• _Exercise brief_:
Give back the entries exactly, ending with the "single precision value." line.

+ + +

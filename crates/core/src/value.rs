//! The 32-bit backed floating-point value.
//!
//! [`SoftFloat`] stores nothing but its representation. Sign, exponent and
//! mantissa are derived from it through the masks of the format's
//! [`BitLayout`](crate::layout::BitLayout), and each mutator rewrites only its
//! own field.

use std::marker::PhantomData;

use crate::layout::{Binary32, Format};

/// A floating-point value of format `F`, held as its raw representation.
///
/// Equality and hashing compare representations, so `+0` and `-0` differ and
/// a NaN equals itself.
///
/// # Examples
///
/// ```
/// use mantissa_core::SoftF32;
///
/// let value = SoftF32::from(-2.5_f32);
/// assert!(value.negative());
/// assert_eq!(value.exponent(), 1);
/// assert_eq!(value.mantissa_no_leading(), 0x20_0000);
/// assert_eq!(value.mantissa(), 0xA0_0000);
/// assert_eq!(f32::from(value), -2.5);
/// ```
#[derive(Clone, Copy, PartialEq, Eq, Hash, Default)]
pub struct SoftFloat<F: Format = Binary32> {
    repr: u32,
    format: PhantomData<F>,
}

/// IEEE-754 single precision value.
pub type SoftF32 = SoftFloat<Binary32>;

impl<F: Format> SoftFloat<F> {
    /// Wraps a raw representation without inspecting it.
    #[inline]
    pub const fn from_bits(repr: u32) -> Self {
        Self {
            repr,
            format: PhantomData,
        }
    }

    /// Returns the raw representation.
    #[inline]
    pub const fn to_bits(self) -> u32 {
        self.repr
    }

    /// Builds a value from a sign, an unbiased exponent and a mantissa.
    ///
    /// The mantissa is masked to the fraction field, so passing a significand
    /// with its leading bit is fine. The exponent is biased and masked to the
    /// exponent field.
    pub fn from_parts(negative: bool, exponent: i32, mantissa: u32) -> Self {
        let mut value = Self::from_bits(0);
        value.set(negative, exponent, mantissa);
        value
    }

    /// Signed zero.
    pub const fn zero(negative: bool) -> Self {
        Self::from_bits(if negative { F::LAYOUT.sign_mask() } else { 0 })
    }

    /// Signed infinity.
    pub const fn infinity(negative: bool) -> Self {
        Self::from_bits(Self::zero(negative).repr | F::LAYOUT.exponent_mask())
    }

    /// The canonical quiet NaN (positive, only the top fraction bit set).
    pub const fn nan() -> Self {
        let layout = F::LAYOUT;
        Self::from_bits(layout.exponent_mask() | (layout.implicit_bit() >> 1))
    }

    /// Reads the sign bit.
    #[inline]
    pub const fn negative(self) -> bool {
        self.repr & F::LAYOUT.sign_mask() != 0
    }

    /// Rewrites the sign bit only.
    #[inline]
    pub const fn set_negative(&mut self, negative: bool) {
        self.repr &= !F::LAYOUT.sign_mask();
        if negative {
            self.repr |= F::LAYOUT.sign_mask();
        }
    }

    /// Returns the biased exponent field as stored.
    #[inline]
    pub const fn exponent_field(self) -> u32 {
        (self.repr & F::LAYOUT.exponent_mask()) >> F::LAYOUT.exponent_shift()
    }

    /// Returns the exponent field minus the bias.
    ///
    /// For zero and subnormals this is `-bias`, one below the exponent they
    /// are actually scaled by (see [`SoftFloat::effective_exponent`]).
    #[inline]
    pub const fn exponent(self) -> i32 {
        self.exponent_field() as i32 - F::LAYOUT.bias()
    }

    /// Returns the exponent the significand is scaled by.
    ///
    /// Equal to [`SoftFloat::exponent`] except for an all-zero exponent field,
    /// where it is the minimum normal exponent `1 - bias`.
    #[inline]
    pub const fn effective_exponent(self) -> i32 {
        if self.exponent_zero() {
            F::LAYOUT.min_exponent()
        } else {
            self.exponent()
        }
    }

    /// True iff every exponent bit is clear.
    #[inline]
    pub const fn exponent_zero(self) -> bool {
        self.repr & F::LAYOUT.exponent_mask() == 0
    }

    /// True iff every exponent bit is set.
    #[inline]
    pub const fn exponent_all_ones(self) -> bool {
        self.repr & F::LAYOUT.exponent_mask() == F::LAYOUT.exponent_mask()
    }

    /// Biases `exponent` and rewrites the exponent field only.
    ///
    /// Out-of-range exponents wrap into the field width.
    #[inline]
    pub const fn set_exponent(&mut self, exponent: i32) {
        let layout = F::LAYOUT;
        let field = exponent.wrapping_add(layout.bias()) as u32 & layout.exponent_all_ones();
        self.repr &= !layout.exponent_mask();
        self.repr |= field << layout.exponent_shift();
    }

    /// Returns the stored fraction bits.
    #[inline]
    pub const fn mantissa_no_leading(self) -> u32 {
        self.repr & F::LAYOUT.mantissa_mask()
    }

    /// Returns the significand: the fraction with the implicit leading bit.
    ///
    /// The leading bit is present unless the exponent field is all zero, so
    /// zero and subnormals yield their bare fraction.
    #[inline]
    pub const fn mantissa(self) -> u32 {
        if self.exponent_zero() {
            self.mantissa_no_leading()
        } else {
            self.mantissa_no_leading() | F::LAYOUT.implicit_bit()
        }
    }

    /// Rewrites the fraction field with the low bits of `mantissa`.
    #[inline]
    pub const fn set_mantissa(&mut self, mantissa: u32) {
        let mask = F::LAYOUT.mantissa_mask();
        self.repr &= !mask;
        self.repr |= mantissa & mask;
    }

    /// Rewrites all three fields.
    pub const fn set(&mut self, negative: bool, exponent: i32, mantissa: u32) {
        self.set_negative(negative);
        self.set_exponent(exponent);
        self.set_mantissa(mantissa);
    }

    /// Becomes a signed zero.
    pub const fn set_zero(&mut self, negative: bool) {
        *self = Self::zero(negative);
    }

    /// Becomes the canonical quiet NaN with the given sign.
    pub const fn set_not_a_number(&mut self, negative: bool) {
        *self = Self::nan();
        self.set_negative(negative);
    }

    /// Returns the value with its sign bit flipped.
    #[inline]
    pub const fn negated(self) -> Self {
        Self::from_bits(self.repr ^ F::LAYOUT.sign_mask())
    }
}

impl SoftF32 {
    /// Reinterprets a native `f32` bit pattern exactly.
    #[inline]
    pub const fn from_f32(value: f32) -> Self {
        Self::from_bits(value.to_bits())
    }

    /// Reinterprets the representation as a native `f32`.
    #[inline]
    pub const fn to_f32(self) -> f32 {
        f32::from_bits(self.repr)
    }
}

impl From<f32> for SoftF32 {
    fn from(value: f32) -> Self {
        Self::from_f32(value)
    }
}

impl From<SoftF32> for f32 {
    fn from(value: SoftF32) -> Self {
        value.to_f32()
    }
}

+ + +

• _The completed task_:
filename crates/core/src/value.rs
//! The 32-bit backed floating-point value.
//!
//! [`SoftFloat`] stores nothing but its representation. Sign, exponent and
//! mantissa are derived from it through the masks of the format's
//! [`BitLayout`](crate::layout::BitLayout), and each mutator rewrites only its
//! own field.

use std::marker::PhantomData;

use crate::layout::{Binary32, Format};

/// A floating-point value of format `F`, held as its raw representation.
///
/// Equality and hashing compare representations, so `+0` and `-0` differ and
/// a NaN equals itself.
///
/// # Examples
///
/// ```
/// use mantissa_core::SoftF32;
///
/// let value = SoftF32::from(-2.5_f32);
/// assert!(value.negative());
/// assert_eq!(value.exponent(), 1);
/// assert_eq!(value.mantissa_no_leading(), 0x20_0000);
/// assert_eq!(value.mantissa(), 0xA0_0000);
/// assert_eq!(f32::from(value), -2.5);
/// ```
#[derive(Clone, Copy, PartialEq, Eq, Hash, Default)]
pub struct SoftFloat<F: Format = Binary32> {
    repr: u32,
    format: PhantomData<F>,
}

/// IEEE-754 single precision value.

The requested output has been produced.